PROBLEM —
Below are entries; output exactly the lines from the one with "the python interpreter." to the one with "for an extension.", both included, and nothing else.

Entries taken from a collection:
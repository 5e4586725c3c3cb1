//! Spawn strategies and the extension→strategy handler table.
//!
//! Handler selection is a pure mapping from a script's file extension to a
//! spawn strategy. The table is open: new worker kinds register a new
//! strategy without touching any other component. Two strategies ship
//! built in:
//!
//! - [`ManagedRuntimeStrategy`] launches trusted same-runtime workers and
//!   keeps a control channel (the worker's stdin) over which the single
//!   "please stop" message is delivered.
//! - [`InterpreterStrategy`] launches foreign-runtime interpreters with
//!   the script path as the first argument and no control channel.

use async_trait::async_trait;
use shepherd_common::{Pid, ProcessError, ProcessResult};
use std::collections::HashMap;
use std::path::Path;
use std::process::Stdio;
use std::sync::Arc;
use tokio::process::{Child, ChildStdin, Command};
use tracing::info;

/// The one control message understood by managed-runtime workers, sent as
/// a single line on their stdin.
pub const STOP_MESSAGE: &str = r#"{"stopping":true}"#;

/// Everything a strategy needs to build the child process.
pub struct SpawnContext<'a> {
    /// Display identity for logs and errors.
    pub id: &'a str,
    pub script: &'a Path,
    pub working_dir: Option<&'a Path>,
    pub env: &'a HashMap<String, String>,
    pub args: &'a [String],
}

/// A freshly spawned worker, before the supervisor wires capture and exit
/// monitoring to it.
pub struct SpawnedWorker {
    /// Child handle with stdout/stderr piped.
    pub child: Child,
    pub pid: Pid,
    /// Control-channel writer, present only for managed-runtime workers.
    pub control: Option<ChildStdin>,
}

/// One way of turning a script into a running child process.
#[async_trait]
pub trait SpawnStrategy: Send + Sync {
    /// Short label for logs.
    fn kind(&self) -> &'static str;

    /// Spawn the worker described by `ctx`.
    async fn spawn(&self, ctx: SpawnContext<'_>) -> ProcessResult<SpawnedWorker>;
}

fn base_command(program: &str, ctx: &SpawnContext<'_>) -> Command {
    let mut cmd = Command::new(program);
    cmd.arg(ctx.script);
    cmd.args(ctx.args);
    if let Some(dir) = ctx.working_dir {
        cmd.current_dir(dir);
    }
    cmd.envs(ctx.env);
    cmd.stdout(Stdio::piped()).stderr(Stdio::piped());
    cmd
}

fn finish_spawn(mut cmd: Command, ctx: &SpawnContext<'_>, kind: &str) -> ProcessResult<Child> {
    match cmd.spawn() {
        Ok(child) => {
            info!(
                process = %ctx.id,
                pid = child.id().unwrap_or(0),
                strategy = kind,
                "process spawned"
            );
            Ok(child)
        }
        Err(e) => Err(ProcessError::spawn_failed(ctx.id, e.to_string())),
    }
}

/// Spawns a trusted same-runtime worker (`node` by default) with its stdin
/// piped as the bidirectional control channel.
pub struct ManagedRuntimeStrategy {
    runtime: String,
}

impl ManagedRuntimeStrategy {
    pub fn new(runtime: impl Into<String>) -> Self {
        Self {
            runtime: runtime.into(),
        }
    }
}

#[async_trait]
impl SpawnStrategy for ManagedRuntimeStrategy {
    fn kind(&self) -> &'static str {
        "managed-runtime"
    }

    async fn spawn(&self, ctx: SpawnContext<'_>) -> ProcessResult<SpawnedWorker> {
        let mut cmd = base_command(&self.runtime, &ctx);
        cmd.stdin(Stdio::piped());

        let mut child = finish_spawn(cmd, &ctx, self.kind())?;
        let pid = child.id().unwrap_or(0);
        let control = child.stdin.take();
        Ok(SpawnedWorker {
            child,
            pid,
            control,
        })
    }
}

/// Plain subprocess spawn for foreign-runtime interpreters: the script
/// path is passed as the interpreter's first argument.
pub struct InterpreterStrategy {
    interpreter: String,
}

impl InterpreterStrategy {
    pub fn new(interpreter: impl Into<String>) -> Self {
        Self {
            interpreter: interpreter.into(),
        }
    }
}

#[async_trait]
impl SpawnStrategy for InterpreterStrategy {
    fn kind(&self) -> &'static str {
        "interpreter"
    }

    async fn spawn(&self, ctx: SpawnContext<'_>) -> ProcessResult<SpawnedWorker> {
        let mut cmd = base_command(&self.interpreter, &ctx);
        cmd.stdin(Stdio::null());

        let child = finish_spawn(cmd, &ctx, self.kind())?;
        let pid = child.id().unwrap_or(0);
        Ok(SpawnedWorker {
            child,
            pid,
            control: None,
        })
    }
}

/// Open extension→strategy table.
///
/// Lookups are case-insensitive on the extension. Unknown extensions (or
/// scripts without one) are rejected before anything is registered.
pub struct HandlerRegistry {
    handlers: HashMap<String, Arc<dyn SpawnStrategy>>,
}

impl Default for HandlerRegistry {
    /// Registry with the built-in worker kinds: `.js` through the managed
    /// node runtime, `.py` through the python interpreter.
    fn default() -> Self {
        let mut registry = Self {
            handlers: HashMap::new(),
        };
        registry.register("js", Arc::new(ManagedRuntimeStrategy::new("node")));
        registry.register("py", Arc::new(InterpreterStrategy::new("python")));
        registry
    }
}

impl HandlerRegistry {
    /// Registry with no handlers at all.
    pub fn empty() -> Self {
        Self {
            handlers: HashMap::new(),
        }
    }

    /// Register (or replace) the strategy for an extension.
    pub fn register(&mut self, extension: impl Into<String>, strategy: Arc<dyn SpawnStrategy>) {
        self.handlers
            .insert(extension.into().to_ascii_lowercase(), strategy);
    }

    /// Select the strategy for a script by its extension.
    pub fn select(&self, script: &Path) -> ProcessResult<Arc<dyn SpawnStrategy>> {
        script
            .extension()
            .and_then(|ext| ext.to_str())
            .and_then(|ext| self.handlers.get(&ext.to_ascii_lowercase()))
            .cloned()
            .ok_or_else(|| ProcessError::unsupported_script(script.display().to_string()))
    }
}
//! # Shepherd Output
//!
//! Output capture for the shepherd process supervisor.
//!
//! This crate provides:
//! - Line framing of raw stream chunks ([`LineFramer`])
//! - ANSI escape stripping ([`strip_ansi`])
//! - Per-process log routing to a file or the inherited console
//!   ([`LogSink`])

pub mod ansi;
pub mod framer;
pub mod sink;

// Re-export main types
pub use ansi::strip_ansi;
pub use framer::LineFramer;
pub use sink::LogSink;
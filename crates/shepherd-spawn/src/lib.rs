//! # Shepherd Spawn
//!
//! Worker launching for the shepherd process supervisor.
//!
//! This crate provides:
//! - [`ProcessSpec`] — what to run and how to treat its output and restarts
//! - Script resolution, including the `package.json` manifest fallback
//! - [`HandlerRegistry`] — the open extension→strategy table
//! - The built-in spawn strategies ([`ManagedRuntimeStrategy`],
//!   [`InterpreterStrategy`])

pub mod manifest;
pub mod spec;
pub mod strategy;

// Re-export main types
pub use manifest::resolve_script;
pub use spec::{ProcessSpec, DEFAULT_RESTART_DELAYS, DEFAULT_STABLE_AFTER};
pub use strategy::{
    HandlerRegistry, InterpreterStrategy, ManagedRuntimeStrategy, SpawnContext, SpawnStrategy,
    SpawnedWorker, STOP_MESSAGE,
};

OUTPUT FOR THIS TASK —
    /// node runtime, `.py` through the python interpreter.
    fn default() -> Self {
        let mut registry = Self {
            handlers: HashMap::new(),
        };
        registry.register("js", Arc::new(ManagedRuntimeStrategy::new("node")));
        registry.register("py", Arc::new(InterpreterStrategy::new("python")));
        registry
    }
}

impl HandlerRegistry {
    /// Registry with no handlers at all.
    pub fn empty() -> Self {
        Self {
            handlers: HashMap::new(),
        }
    }

    /// Register (or replace) the strategy for an extension.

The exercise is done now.